Thursday, February 11, 2010

Type it Myself or Hire it Out

Is it better to type my book myself or hire it out? This question could be changed to many different parts of the publishing process, but this post is specifically about typing. You might be the type of person that likes to do it yourself. But if you can’t seem to find the time to type up your book, you can easily hire that part out. If you’re not sure where to start looking for a typist, you could start looking in your own family. You can arrange for a relative to do it, if they are willing and have the time. You might check with a young married member of your family who is looking for additional income. Another place to look for a good typist is at a local college. You can find many students that want to earn a little money on the side who are very good typists. Even though you can turn the typing over to someone else, that doesn’t mean that you loose control of the content of the book. With red pen in hand, you can edit to your hearts content and rework the book over and over until it is just how you want. Don’t be shy about asking your typist to make the changes that you want. If you are excited about the end product, they will be happy to help you reach that goal.
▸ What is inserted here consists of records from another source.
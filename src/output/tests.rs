//! Tests for output module

use super::*;
use crate::error::Error;
use object_store::memory::InMemory;
use object_store::path::Path as ObjectPath;
use object_store::ObjectStore;
use parquet::arrow::arrow_reader::ParquetRecordBatchReaderBuilder;
use pretty_assertions::assert_eq;
use serde_json::{json, Value};
use std::fs;
use std::sync::Arc;
use tempfile::tempdir;
use test_case::test_case;

fn tweets() -> Vec<Value> {
    vec![
        json!({"id": "1", "text": "hello, world", "lang": "en"}),
        json!({"id": "2", "text": "second", "lang": null}),
    ]
}

// ============================================================================
// JSONL Tests
// ============================================================================

#[test]
fn test_jsonl_one_record_per_line() {
    let dir = tempdir().unwrap();
    let path = dir.path().join("out.jsonl");

    let written = JsonlSerializer.write(&tweets(), &path).unwrap();
    assert_eq!(written, 2);

    let content = fs::read_to_string(&path).unwrap();
    assert!(content.ends_with('\n'));
    let parsed: Vec<Value> = content
        .lines()
        .map(|line| serde_json::from_str(line).unwrap())
        .collect();
    assert_eq!(parsed, tweets());
}

#[test]
fn test_jsonl_empty_records_writes_empty_file() {
    let dir = tempdir().unwrap();
    let path = dir.path().join("empty.jsonl");

    assert_eq!(JsonlSerializer.write(&[], &path).unwrap(), 0);
    assert_eq!(fs::read_to_string(&path).unwrap(), "");
}

#[test]
fn test_jsonl_overwrites_existing_file() {
    let dir = tempdir().unwrap();
    let path = dir.path().join("out.jsonl");
    fs::write(&path, "stale\nstale\nstale\n").unwrap();

    JsonlSerializer.write(&[json!(1)], &path).unwrap();
    assert_eq!(fs::read_to_string(&path).unwrap(), "1\n");
}

// ============================================================================
// CSV Tests
// ============================================================================

#[test]
fn test_csv_object_values_in_field_order() {
    let dir = tempdir().unwrap();
    let path = dir.path().join("out.csv");

    CsvSerializer::new().write(&tweets(), &path).unwrap();

    let content = fs::read_to_string(&path).unwrap();
    assert_eq!(content, "1,\"hello, world\",en\n2,second,\n");
}

#[test]
fn test_csv_with_header_and_array_rows() {
    let dir = tempdir().unwrap();
    let path = dir.path().join("rows.csv");
    let rows = vec![json!(["a", 1, true]), json!(["b", 2.5, {"k": "v"}])];

    let written = CsvSerializer::new()
        .with_header(["name", "value", "extra"])
        .write(&rows, &path)
        .unwrap();
    assert_eq!(written, 2);

    let mut reader = csv::Reader::from_path(&path).unwrap();
    let header: Vec<String> = reader.headers().unwrap().iter().map(String::from).collect();
    assert_eq!(header, vec!["name", "value", "extra"]);

    let records: Vec<Vec<String>> = reader
        .records()
        .map(|r| r.unwrap().iter().map(String::from).collect())
        .collect();
    assert_eq!(
        records,
        vec![
            vec!["a".to_string(), "1".to_string(), "true".to_string()],
            vec!["b".to_string(), "2.5".to_string(), r#"{"k":"v"}"#.to_string()],
        ]
    );
}

#[test]
fn test_csv_header_selects_object_fields_by_name() {
    let dir = tempdir().unwrap();
    let path = dir.path().join("tweets.csv");
    let records = vec![
        json!({"id": "2", "text": "b"}),
        json!({"text": "c", "id": "3"}),
        json!({"lang": "fr", "extra": 1, "id": "4", "text": "d"}),
    ];

    CsvSerializer::new()
        .with_header(["id", "text", "lang"])
        .write(&records, &path)
        .unwrap();

    let content = fs::read_to_string(&path).unwrap();
    assert_eq!(content, "id,text,lang\n2,b,\n3,c,\n4,d,fr\n");
}

#[test]
fn test_csv_round_trip_object_records() {
    let dir = tempdir().unwrap();
    let path = dir.path().join("tweets.csv");
    let columns = ["id", "text", "lang"];
    let records = vec![
        json!({"id": "1", "text": "hello, world", "lang": "en"}),
        json!({"id": "2", "text": "line\nbreak", "lang": "de"}),
        json!({"id": "3", "text": "\"quoted\"", "lang": "en"}),
    ];

    let written = CsvSerializer::new()
        .with_header(columns)
        .write(&records, &path)
        .unwrap();
    assert_eq!(written, records.len());

    let mut reader = csv::Reader::from_path(&path).unwrap();
    let read_back: Vec<Value> = reader
        .records()
        .map(|row| {
            let row = row.unwrap();
            let map = columns
                .iter()
                .zip(row.iter())
                .map(|(column, cell)| ((*column).to_string(), json!(cell)))
                .collect::<serde_json::Map<String, Value>>();
            Value::Object(map)
        })
        .collect();

    assert_eq!(read_back, records);
}

// ============================================================================
// Parquet Tests
// ============================================================================

#[test]
fn test_parquet_round_trip_row_count() {
    let dir = tempdir().unwrap();
    let path = dir.path().join("out.parquet");

    let written = ParquetSerializer::new().write(&tweets(), &path).unwrap();
    assert_eq!(written, 2);

    let file = fs::File::open(&path).unwrap();
    let reader = ParquetRecordBatchReaderBuilder::try_new(file)
        .unwrap()
        .build()
        .unwrap();
    let rows: usize = reader.map(|batch| batch.unwrap().num_rows()).sum();
    assert_eq!(rows, 2);
}

#[test]
fn test_parquet_rejects_empty_and_scalar_records() {
    let dir = tempdir().unwrap();
    let path = dir.path().join("out.parquet");

    let err = ParquetSerializer::new().write(&[], &path).unwrap_err();
    assert!(matches!(err, Error::Output { .. }));

    let err = ParquetSerializer::new()
        .write(&[json!(1), json!(2)], &path)
        .unwrap_err();
    assert!(matches!(err, Error::Output { .. }));
}

// ============================================================================
// FormatRegistry Tests
// ============================================================================

#[test_case("tweets.jsonl", "jsonl")]
#[test_case("tweets.csv", "csv")]
#[test_case("dir.with.dots/tweets.parquet", "parquet")]
fn test_registry_resolves_defaults(filename: &str, expected: &str) {
    let registry = FormatRegistry::with_defaults();
    assert_eq!(registry.resolve(filename).unwrap().name(), expected);
}

#[test_case("tweets.xml", "xml")]
#[test_case("tweets.JSONL", "JSONL")]
#[test_case("tweets", "")]
fn test_registry_rejects_unknown_extensions(filename: &str, extension: &str) {
    let registry = FormatRegistry::with_defaults();
    let err = registry.resolve(filename).unwrap_err();

    match err {
        Error::UnsupportedFormat {
            extension: ext,
            supported,
        } => {
            assert_eq!(ext, extension);
            assert_eq!(supported, "csv, jsonl, parquet");
        }
        other => panic!("Expected UnsupportedFormat, got {other:?}"),
    }
}

#[test]
fn test_registry_empty_resolves_nothing() {
    let registry = FormatRegistry::new();
    assert!(registry.extensions().is_empty());
    assert_eq!(
        registry.resolve("a.jsonl").unwrap_err().kind(),
        "UnsupportedFormat"
    );
}

#[test]
fn test_registry_register_replaces() {
    let mut registry = FormatRegistry::with_defaults();
    registry.register(".jsonl", CsvSerializer::new());

    assert_eq!(registry.extensions(), vec!["csv", "jsonl", "parquet"]);
    assert_eq!(registry.resolve("a.jsonl").unwrap().name(), "csv");
}

#[test]
fn test_registry_resolved_serializer_is_debug() {
    let registry = FormatRegistry::with_defaults();

    let serializer = registry.resolve("out.csv").unwrap();
    assert!(format!("{serializer:?}").starts_with("CsvSerializer"));
    assert!(format!("{registry:?}").contains("parquet"));
}

// ============================================================================
// Sink Tests
// ============================================================================

#[tokio::test]
async fn test_sink_local_directory() {
    let src = tempdir().unwrap();
    let dest = tempdir().unwrap();
    let local = src.path().join("rust_2021-01-01.jsonl");
    fs::write(&local, "{\"id\":1}\n").unwrap();

    let destination = dest.path().join("landing");
    let destination = destination.to_str().unwrap();
    let stored = ObjectStoreSink::new()
        .upload(&local, destination, &UploadOptions::new().prefix("raw/twitter"))
        .await
        .unwrap();

    let uploaded = dest
        .path()
        .join("landing/raw/twitter/rust_2021-01-01.jsonl");
    assert_eq!(fs::read_to_string(uploaded).unwrap(), "{\"id\":1}\n");
    assert!(stored.ends_with("raw/twitter/rust_2021-01-01.jsonl"));
    assert!(local.exists());
}

#[tokio::test]
async fn test_sink_bucket_prefix_and_object_name() {
    let src = tempdir().unwrap();
    let local = src.path().join("out.csv");
    fs::write(&local, "a,b\n").unwrap();

    let store = Arc::new(InMemory::new());
    let sink = ObjectStoreSink::with_store(store.clone());

    let stored = sink
        .upload(
            &local,
            "gs://my-bucket/exports/",
            &UploadOptions::new().object_name("daily.csv").prefix("2021"),
        )
        .await
        .unwrap();
    assert_eq!(stored, "gs://my-bucket/exports/2021/daily.csv");

    let data = store
        .get(&ObjectPath::from("exports/2021/daily.csv"))
        .await
        .unwrap()
        .bytes()
        .await
        .unwrap();
    assert_eq!(&data[..], b"a,b\n");
}

#[tokio::test]
async fn test_sink_missing_local_file() {
    let dir = tempdir().unwrap();
    let sink = ObjectStoreSink::with_store(Arc::new(InMemory::new()));

    let err = sink
        .upload(&dir.path().join("nope.jsonl"), "s3://b", &UploadOptions::new())
        .await
        .unwrap_err();
    assert_eq!(err.kind(), "SinkUploadError");
}

#[tokio::test]
async fn test_sink_rejects_unknown_scheme() {
    let dir = tempdir().unwrap();
    let local = dir.path().join("a.jsonl");
    fs::write(&local, "").unwrap();

    let err = ObjectStoreSink::new()
        .upload(&local, "ftp://host/dir", &UploadOptions::new())
        .await
        .unwrap_err();
    assert!(matches!(err, Error::SinkUpload { .. }));
}

#[tokio::test]
async fn test_sink_r2_requires_endpoint() {
    let dir = tempdir().unwrap();
    let local = dir.path().join("a.jsonl");
    fs::write(&local, "").unwrap();

    let err = ObjectStoreSink::new()
        .upload(&local, "r2://bucket/raw", &UploadOptions::new())
        .await
        .unwrap_err();
    match err {
        Error::SinkUpload { message, .. } => assert!(message.contains("endpoint")),
        other => panic!("Expected SinkUpload, got {other:?}"),
    }

    let sink = ObjectStoreSink::new().with_r2_endpoint("https://acct.r2.example.com");
    assert!(format!("{sink:?}").contains("https://acct.r2.example.com"));
}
Another option is to buy a software program that transcribes from your voice, like Dragon Naturally Speaking. For someone who is a very slow typist but still wants to do it themselves, this is a good option. I tried this program many years ago and it work fair, but I can imagine that they have improved it greatly since then. You could look into it and see if it will work for you and then leave a comment below to help others with this same problem.

Many publishers will have in-house or freelance people to help you with typing or other parts of the project that are just too overwhelming to you. The important thing to keep in mind is to overcome all of the obstacles that are in your way and successfully reach your end goal of publishing your history! Your history and your unique stories are too important to lose.